I'm hoping this knowledge can be used for other logs and alerting.

Trinity_Rolling · November 10, 2021, 10:33pm

I missed a key step when I setup the pipeline for this module. I didn't. To resolve, I stopped the filebeat service on the SQL host. Modified the filebeat.yml file. Commented out the Logstash configuration. Uncommented and filled in the Elasticearch information.

# ---------------------------- Elasticsearch Output ----------------------------
output.elasticsearch:
  # # # Array of hosts to connect to.
  hosts: ["https://elasticstack.mydomain.com:9200"]

  # # # Protocol - either `http` (default) or `https`.
  protocol: "https"

  # # # Authentication credentials - either API key or username/password.
  # # #api_key: "id:api_key"
  username: "elastic"
  password: "<fake password>"


# ------------------------------ Logstash Output -------------------------------
#output.logstash:
  # The Logstash hosts
  #hosts: ["<fake ip>:5044"]

  # Optional SSL. By default is off.
  # List of root certificates for HTTPS server verifications
..

Opened a PowerShell windows. Navigated to the Filebeat install directory. Executed the following command: ./filebeat --pipelines --modules mssql
This corrected the manual pipeline I had created in Elasticsearch. I then flipped the configuration in my YML file to go back to Logstash from Elasticsearch. Restarted the Filebeat service.
I ran a failed login test to populate a new log entry. I was then able to create an alert based on the message.keyword which was the MS Error code.
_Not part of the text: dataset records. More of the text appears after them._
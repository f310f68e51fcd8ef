use c2client::services::ServiceId;

#[tokio::main(flavor = "current_thread")]
async fn main() {
    c2client::cli::execute(ServiceId::Backup).await
}
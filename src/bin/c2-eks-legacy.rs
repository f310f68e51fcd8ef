use c2client::services::ServiceId;

#[tokio::main(flavor = "current_thread")]
async fn main() {
    c2client::cli::execute(ServiceId::LegacyEks).await
}
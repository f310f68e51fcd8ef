pub mod hooks;
pub mod table;

pub use table::{CredentialKind, Mode, OutputFormat, ServiceConfig, ServiceId, WireDefaults, SERVICES};
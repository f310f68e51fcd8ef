//! `query` and `ec2` protocol serialization: nested arguments flattened back
//! into dotted form fields.

use super::Shapes;
use crate::model::{MemberRef, ParamShape, ShapeKind};
use crate::params::{Document, FlatParams};
use std::collections::BTreeMap;

pub type FormParams = BTreeMap<String, String>;

/// Serializes `doc` for `action`. `input` is the operation's input shape when
/// a model is available; without it lists use the non-flattened `member`
/// layout (`query`) or plain indices (`ec2`).
pub fn serialize<'a>(
    action: &str,
    version: &str,
    doc: &Document,
    input: Option<&'a ParamShape>,
    shapes: Shapes<'a>,
    ec2: bool,
) -> FormParams {
    let mut writer = QueryWriter {
        shapes,
        ec2,
        params: FormParams::new(),
    };
    writer.write("", doc, input, None);
    writer.params.insert("Action".to_string(), action.to_string());
    writer.params.insert("Version".to_string(), version.to_string());
    writer.params
}

/// Legacy clients put their dotted keys on the wire as typed.
pub fn serialize_flat(action: &str, version: &str, flat: &FlatParams) -> FormParams {
    let mut params: FormParams = flat
        .iter()
        .map(|(k, v)| (k.to_string(), v.to_string()))
        .collect();
    params.insert("Action".to_string(), action.to_string());
    params.insert("Version".to_string(), version.to_string());
    params
}

struct QueryWriter<'a> {
    shapes: Shapes<'a>,
    ec2: bool,
    params: FormParams,
}

impl<'a> QueryWriter<'a> {
    fn write(
        &mut self,
        prefix: &str,
        value: &Document,
        shape: Option<&'a ParamShape>,
        reference: Option<&'a MemberRef>,
    ) {
        match (value, shape.map(ParamShape::kind)) {
            (Document::Mapping(entries), Some(ShapeKind::Structure)) => {
                if let Some(shape) = shape {
                    self.write_structure(prefix, entries, shape);
                }
            }
            (Document::Mapping(entries), Some(ShapeKind::Map)) => {
                if let Some(shape) = shape {
                    self.write_map(prefix, entries, shape, reference);
                }
            }
            (Document::Sequence(items), Some(ShapeKind::List)) => {
                if let Some(shape) = shape {
                    self.write_list(prefix, items, shape, reference);
                }
            }
            (Document::Mapping(entries), _) => {
                for (key, value) in entries {
                    self.write(&join(prefix, key), value, None, None);
                }
            }
            (Document::Sequence(items), _) => {
                let list_prefix = if self.ec2 {
                    prefix.to_string()
                } else {
                    join(prefix, "member")
                };
                for (i, item) in items.iter().enumerate() {
                    self.write(&join(&list_prefix, &(i + 1).to_string()), item, None, None);
                }
            }
            (scalar, _) => {
                if let Some(text) = scalar.scalar_text() {
                    self.params.insert(prefix.to_string(), text);
                }
            }
        }
    }

    fn write_structure(
        &mut self,
        prefix: &str,
        entries: &BTreeMap<String, Document>,
        shape: &'a ParamShape,
    ) {
        for (key, value) in entries {
            match shape.members.get(key) {
                Some(member) => {
                    let name = self.member_name(key, member);
                    let member_shape = self.shapes.get(&member.shape);
                    self.write(&join(prefix, &name), value, member_shape, Some(member));
                }
                None => self.write(&join(prefix, key), value, None, None),
            }
        }
    }

    fn write_list(
        &mut self,
        prefix: &str,
        items: &[Document],
        shape: &'a ParamShape,
        reference: Option<&'a MemberRef>,
    ) {
        let element = shape.member.as_ref();
        let element_shape = element.and_then(|m| self.shapes.get(&m.shape));

        if items.is_empty() {
            if !self.ec2 {
                self.params.insert(prefix.to_string(), String::new());
            }
            return;
        }

        let flattened = shape.flattened || reference.is_some_and(|r| r.flattened);
        let list_prefix = if self.ec2 {
            prefix.to_string()
        } else if flattened {
            match element.and_then(|m| m.location_name.as_deref()) {
                Some(name) => replace_last_segment(prefix, name),
                None => prefix.to_string(),
            }
        } else {
            let name = element
                .and_then(|m| m.location_name.as_deref())
                .unwrap_or("member");
            join(prefix, name)
        };

        for (i, item) in items.iter().enumerate() {
            self.write(
                &join(&list_prefix, &(i + 1).to_string()),
                item,
                element_shape,
                element,
            );
        }
    }

    fn write_map(
        &mut self,
        prefix: &str,
        entries: &BTreeMap<String, Document>,
        shape: &'a ParamShape,
        reference: Option<&'a MemberRef>,
    ) {
        let flattened = shape.flattened || reference.is_some_and(|r| r.flattened);
        let entry_prefix = if flattened {
            prefix.to_string()
        } else {
            join(prefix, "entry")
        };
        let key_name = shape
            .key
            .as_ref()
            .and_then(|k| k.location_name.as_deref())
            .unwrap_or("key");
        let value_ref = shape.value.as_ref();
        let value_name = value_ref
            .and_then(|v| v.location_name.as_deref())
            .unwrap_or("value");
        let value_shape = value_ref.and_then(|v| self.shapes.get(&v.shape));

        for (i, (key, value)) in entries.iter().enumerate() {
            let base = join(&entry_prefix, &(i + 1).to_string());
            self.params.insert(join(&base, key_name), key.clone());
            self.write(&join(&base, value_name), value, value_shape, value_ref);
        }
    }

    fn member_name(&self, key: &str, member: &MemberRef) -> String {
        if self.ec2 {
            if let Some(name) = &member.query_name {
                return name.clone();
            }
            if let Some(name) = &member.location_name {
                return capitalize(name);
            }
            return key.to_string();
        }
        member
            .location_name
            .clone()
            .unwrap_or_else(|| key.to_string())
    }
}

fn join(prefix: &str, name: &str) -> String {
    if prefix.is_empty() {
        name.to_string()
    } else {
        format!("{}.{}", prefix, name)
    }
}

fn replace_last_segment(prefix: &str, name: &str) -> String {
    match prefix.rsplit_once('.') {
        Some((head, _)) => format!("{}.{}", head, name),
        None => name.to_string(),
    }
}

fn capitalize(name: &str) -> String {
    let mut chars = name.chars();
    match chars.next() {
        Some(first) => first.to_uppercase().chain(chars).collect(),
        None => String::new(),
    }
}
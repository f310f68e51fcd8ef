use c2client::services::ServiceId;

#[tokio::main(flavor = "current_thread")]
async fn main() {
    c2client::cli::execute(ServiceId::Route53).await
}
WHEN THE count OF LOG ENTRIES
WITH event.dataset
IS mssql.log
AND message.keyword
IS Error: 18456, Severity: 14, State: 8.
IS more than or equals 1
FOR THE LAST 5 minutes
GROUP BY host.hostname

Properly creating the pipeline for each module is the key step that I missed during the module setup.

system · December 8, 2021, 10:33pm

This topic was automatically closed 28 days after the last reply. New replies are no longer allowed.